* Activity *
Report, as a number alone, how many lines below contain the string "AsIs".

++++++++

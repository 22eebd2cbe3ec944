use super::*;

#[test]
fn longer_audio_is_trimmed_at_video_end() {
    let plan = AudioPlan::for_durations(12.0, 14.5);
    assert_eq!(plan, AudioPlan::TrimTo(12.0));
    assert_eq!(plan.output_audio_secs(14.5), 12.0);
}

#[test]
fn shorter_or_equal_audio_is_attached_as_is() {
    let plan = AudioPlan::for_durations(12.0, 9.0);
    assert_eq!(plan, AudioPlan::AsIs);
    assert_eq!(plan.output_audio_secs(9.0), 9.0);
    assert_eq!(AudioPlan::for_durations(12.0, 12.0), AudioPlan::AsIs);
}

#[test]
fn missing_inputs_are_unreadable() {
    let dir = tempfile::tempdir().unwrap();
    let err = sync_audio(
        &dir.path().join("v.mp4"),
        &dir.path().join("a.wav"),
        &dir.path().join("out.mp4"),
    )
    .unwrap_err();
    assert!(matches!(err, ReelError::AssetUnreadable(_)));
}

++++++++

* Your response *
2